(Collected data)
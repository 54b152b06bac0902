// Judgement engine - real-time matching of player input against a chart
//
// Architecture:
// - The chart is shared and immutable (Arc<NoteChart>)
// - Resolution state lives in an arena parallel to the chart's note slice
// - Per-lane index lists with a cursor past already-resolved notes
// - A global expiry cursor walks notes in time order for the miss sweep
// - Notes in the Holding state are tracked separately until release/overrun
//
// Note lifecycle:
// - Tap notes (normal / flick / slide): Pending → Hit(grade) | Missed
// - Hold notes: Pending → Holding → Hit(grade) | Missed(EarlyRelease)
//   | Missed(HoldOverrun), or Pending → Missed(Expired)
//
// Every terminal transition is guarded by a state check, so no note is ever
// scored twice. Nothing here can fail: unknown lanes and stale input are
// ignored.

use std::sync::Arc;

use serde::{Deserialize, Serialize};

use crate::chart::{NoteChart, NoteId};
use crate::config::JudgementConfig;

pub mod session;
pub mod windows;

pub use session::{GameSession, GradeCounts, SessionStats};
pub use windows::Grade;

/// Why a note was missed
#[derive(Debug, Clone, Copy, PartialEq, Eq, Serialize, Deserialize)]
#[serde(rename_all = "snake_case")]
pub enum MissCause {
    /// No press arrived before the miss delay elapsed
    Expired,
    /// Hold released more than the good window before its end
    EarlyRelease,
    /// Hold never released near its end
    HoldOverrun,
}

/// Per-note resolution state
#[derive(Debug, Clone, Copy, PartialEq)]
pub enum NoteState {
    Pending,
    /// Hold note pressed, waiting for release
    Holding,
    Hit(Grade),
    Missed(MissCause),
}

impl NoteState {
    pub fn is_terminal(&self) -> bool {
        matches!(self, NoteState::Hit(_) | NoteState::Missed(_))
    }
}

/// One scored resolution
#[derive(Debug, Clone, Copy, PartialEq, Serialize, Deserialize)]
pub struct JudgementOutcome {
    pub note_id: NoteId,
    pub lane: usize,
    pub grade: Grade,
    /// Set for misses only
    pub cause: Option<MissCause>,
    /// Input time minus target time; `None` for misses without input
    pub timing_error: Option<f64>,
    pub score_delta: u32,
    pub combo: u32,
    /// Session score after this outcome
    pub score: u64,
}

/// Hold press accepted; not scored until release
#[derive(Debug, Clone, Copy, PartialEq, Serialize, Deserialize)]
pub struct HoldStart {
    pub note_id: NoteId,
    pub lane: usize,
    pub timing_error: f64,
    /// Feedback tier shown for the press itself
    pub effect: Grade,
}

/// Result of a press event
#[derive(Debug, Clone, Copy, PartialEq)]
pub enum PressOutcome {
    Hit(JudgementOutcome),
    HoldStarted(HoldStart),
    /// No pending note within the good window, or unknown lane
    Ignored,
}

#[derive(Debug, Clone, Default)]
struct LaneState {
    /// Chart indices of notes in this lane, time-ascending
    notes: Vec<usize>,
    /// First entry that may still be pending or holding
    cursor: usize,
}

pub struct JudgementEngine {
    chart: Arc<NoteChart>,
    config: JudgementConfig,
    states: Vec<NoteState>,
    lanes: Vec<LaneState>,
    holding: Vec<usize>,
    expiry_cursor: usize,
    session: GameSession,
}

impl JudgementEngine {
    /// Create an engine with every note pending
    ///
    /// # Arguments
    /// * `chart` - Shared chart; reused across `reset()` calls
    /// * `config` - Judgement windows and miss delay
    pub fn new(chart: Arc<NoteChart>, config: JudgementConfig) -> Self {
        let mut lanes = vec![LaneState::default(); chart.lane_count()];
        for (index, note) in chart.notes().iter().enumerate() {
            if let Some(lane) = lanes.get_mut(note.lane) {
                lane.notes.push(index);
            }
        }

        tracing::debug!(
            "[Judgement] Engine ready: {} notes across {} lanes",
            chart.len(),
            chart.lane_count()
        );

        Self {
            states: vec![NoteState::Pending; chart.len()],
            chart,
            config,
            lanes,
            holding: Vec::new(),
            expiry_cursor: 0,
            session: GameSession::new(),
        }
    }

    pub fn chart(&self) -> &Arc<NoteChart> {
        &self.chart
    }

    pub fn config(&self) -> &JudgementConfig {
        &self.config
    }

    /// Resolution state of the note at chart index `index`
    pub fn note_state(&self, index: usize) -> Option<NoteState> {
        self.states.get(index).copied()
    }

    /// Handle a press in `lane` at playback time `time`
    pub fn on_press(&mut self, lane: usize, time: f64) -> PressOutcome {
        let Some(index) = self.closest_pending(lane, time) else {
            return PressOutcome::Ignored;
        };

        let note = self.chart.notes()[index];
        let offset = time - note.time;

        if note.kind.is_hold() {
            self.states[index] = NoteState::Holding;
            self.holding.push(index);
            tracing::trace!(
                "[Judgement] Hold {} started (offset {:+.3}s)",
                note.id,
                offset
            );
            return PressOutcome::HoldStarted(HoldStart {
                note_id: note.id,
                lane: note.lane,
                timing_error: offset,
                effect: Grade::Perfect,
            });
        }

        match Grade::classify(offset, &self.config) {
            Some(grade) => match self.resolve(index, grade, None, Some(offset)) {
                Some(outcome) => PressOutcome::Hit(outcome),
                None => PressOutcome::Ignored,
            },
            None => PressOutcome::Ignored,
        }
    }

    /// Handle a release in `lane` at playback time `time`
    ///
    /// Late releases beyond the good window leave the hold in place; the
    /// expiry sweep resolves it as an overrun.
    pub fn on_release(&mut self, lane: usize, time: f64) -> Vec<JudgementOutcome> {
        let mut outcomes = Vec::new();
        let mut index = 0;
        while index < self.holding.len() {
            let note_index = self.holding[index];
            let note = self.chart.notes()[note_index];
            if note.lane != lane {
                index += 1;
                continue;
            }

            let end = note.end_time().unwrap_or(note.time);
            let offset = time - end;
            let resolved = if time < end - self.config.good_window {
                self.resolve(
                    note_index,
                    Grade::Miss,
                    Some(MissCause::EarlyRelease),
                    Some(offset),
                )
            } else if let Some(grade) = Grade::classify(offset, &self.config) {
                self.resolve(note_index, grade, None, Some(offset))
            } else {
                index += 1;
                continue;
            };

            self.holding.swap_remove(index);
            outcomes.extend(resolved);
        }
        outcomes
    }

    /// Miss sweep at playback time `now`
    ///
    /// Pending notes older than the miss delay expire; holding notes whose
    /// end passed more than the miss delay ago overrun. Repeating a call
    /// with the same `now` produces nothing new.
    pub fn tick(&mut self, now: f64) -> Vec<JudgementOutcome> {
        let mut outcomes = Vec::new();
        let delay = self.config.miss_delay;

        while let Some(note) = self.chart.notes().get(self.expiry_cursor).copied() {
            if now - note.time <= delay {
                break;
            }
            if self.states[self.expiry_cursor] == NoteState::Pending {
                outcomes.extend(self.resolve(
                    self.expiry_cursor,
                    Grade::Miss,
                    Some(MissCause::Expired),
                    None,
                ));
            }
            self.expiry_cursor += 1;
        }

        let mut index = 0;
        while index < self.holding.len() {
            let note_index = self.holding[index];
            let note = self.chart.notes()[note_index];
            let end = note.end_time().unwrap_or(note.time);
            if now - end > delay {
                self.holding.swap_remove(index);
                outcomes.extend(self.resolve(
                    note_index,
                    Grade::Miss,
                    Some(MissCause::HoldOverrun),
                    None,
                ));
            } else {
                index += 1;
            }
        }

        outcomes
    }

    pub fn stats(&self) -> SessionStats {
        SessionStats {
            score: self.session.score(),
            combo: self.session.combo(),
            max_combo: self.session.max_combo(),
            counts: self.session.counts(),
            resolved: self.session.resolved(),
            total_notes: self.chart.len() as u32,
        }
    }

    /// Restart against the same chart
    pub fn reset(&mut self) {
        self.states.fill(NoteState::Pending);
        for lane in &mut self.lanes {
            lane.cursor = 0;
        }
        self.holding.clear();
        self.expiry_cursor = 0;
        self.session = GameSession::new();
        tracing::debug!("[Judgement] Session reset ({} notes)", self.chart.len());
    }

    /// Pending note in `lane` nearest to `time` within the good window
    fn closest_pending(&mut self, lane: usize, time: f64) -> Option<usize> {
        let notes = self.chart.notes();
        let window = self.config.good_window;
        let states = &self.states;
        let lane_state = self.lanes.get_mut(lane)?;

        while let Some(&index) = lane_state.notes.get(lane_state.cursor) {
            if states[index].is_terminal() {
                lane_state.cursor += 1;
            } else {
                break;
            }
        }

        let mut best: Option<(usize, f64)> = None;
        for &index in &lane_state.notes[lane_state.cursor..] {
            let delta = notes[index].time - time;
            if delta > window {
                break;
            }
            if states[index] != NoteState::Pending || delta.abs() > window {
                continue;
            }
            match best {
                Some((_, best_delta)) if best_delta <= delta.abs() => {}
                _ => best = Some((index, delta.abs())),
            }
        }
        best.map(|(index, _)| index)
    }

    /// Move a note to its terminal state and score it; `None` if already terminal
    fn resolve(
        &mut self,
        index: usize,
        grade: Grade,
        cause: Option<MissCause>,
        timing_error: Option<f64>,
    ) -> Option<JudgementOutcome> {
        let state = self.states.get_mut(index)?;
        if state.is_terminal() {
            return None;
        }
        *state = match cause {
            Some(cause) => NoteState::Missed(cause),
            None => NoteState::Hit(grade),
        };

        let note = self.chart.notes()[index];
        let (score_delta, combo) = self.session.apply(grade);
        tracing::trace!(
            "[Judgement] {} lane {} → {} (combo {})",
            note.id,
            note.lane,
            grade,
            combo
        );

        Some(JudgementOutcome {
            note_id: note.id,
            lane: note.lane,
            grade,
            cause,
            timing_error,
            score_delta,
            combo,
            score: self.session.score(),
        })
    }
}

● Try it
Above are the records; copy exactly the lines from the line with "self.states.fill(NoteState::Pending);" through the line with "fn closest_pending(&mut self, lane: usize, time: f64)", both included.

● Result for this exercise
        self.states.fill(NoteState::Pending);
        for lane in &mut self.lanes {
            lane.cursor = 0;
        }
        self.holding.clear();
        self.expiry_cursor = 0;
        self.session = GameSession::new();
        tracing::debug!("[Judgement] Session reset ({} notes)", self.chart.len());
    }

    /// Pending note in `lane` nearest to `time` within the good window
    fn closest_pending(&mut self, lane: usize, time: f64) -> Option<usize> {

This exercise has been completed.